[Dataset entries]

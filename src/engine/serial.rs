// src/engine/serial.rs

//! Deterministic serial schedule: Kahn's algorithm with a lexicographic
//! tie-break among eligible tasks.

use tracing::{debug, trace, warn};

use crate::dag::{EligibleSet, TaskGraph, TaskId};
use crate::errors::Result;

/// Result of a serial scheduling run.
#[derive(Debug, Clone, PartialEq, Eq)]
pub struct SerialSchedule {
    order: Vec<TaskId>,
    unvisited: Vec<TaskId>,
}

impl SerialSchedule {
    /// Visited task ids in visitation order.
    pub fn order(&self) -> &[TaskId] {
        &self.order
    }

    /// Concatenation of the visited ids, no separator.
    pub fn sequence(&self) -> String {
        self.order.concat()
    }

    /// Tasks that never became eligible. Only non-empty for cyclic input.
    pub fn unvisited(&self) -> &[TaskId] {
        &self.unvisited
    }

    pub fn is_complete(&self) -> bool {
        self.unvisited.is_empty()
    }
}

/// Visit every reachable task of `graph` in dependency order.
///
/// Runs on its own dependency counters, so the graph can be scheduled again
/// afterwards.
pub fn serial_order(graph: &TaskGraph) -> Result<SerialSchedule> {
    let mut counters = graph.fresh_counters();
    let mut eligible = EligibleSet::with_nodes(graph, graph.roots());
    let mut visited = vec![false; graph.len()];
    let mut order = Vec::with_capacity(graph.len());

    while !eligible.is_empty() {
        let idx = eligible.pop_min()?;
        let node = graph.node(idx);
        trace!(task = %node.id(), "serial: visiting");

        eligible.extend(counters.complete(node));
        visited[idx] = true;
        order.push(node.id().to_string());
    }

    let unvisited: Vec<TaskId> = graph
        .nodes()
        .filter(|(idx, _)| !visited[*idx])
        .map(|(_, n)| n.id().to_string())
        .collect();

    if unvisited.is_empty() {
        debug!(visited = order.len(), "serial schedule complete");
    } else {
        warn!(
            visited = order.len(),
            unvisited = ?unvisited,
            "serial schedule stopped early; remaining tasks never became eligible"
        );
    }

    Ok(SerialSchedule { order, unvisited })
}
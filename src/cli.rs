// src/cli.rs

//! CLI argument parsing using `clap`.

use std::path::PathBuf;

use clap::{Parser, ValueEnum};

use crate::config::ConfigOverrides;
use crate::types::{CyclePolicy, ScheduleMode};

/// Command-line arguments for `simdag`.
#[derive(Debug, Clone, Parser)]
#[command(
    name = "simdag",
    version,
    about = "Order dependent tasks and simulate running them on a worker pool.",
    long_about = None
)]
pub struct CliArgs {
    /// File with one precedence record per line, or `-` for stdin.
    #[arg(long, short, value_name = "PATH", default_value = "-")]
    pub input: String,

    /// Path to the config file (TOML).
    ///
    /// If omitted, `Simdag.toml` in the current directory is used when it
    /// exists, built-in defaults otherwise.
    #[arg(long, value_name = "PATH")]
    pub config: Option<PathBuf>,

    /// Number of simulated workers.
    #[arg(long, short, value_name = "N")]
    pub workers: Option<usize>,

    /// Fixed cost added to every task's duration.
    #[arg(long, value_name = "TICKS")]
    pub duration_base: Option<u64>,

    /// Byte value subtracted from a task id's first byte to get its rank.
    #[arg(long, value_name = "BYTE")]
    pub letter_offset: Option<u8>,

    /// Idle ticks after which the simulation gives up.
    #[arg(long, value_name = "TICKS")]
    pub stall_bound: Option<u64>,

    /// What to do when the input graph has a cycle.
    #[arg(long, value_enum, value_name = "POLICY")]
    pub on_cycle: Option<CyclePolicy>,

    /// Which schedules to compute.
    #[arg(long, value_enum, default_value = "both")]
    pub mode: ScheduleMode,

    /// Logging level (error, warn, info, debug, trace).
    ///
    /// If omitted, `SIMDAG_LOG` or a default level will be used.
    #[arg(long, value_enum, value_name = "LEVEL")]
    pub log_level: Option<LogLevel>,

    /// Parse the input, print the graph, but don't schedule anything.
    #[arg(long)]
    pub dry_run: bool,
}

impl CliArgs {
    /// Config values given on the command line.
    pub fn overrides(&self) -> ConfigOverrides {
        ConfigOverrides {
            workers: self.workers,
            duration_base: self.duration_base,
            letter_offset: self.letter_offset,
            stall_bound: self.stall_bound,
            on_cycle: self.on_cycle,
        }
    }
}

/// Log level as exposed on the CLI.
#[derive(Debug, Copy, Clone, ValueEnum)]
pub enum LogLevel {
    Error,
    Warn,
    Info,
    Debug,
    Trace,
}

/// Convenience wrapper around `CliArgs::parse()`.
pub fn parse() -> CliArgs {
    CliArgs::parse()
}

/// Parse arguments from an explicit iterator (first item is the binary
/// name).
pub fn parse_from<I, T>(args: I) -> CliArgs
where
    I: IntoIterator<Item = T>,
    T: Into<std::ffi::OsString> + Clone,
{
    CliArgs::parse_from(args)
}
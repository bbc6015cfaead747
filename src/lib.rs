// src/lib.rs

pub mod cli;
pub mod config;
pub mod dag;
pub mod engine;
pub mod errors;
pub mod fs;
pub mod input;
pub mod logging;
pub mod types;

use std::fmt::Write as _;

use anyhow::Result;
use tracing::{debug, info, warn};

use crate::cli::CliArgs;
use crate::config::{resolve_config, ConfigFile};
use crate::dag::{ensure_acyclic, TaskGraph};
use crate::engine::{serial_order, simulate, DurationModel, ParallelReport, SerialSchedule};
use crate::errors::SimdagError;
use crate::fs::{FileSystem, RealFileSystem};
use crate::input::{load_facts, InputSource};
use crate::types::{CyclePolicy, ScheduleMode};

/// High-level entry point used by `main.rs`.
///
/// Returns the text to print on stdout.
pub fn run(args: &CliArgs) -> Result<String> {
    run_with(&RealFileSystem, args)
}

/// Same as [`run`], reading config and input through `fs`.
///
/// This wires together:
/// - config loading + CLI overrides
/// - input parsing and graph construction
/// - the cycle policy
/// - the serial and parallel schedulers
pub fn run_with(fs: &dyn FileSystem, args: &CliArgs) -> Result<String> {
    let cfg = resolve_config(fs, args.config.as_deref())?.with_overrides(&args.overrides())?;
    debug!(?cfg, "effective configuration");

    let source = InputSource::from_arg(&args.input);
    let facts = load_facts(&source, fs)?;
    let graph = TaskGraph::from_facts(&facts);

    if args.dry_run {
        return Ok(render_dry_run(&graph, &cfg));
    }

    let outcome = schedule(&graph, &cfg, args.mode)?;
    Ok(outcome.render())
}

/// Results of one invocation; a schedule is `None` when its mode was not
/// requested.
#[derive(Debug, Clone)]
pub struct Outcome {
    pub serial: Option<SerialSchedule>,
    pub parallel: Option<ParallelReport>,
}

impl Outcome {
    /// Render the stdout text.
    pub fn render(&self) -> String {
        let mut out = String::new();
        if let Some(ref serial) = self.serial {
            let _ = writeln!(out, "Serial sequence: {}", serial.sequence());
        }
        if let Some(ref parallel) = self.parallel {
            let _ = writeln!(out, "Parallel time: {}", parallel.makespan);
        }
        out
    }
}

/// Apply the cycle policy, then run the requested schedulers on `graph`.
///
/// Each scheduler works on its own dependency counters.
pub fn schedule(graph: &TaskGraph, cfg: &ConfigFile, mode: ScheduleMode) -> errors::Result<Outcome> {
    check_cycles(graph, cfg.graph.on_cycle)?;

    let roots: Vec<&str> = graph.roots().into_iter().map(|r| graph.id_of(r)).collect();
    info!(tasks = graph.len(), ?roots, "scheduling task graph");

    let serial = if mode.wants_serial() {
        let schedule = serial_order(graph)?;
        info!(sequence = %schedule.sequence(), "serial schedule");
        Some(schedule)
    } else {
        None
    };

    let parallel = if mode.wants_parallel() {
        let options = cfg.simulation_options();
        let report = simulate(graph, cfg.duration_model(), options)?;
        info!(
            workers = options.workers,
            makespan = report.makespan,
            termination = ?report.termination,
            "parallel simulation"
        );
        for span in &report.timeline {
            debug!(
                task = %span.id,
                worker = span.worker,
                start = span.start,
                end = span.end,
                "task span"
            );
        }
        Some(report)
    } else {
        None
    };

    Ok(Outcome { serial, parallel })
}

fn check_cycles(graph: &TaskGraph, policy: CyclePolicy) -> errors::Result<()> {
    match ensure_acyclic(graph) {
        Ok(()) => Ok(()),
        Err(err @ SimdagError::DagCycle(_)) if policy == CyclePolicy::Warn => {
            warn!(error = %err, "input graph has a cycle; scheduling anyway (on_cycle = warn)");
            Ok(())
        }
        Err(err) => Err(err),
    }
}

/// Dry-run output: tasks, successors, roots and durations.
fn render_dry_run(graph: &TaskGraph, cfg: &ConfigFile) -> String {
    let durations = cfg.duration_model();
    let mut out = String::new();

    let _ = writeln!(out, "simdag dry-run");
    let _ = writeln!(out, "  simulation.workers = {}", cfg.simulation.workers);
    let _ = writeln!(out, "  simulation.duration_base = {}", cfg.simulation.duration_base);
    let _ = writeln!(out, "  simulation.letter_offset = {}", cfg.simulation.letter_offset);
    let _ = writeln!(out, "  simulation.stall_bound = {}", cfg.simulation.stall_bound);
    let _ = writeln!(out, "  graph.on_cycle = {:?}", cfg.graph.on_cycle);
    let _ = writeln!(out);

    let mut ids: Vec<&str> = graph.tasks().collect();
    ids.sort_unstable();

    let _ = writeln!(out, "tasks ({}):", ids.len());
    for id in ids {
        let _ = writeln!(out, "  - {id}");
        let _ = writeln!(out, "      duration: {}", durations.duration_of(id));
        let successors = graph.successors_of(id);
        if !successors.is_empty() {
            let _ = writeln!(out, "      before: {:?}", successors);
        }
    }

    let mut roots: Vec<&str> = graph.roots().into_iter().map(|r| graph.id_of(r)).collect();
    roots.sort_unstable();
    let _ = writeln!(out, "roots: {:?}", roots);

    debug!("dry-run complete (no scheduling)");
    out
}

Work item -> Write down, word for word, the lines above from the one containing "pub fn parse()" through the one containing "use anyhow::Result;", both ends included.

Problem solution ->
pub fn parse() -> CliArgs {
    CliArgs::parse()
}

/// Parse arguments from an explicit iterator (first item is the binary
/// name).
pub fn parse_from<I, T>(args: I) -> CliArgs
where
    I: IntoIterator<Item = T>,
    T: Into<std::ffi::OsString> + Clone,
{
    CliArgs::parse_from(args)
}
repository bbc6015cfaead747
filename src/lib.rs
// src/lib.rs

pub mod cli;
pub mod config;
pub mod dag;
pub mod engine;
pub mod errors;
pub mod fs;
pub mod input;
pub mod logging;
pub mod types;

use std::fmt::Write as _;

use anyhow::Result;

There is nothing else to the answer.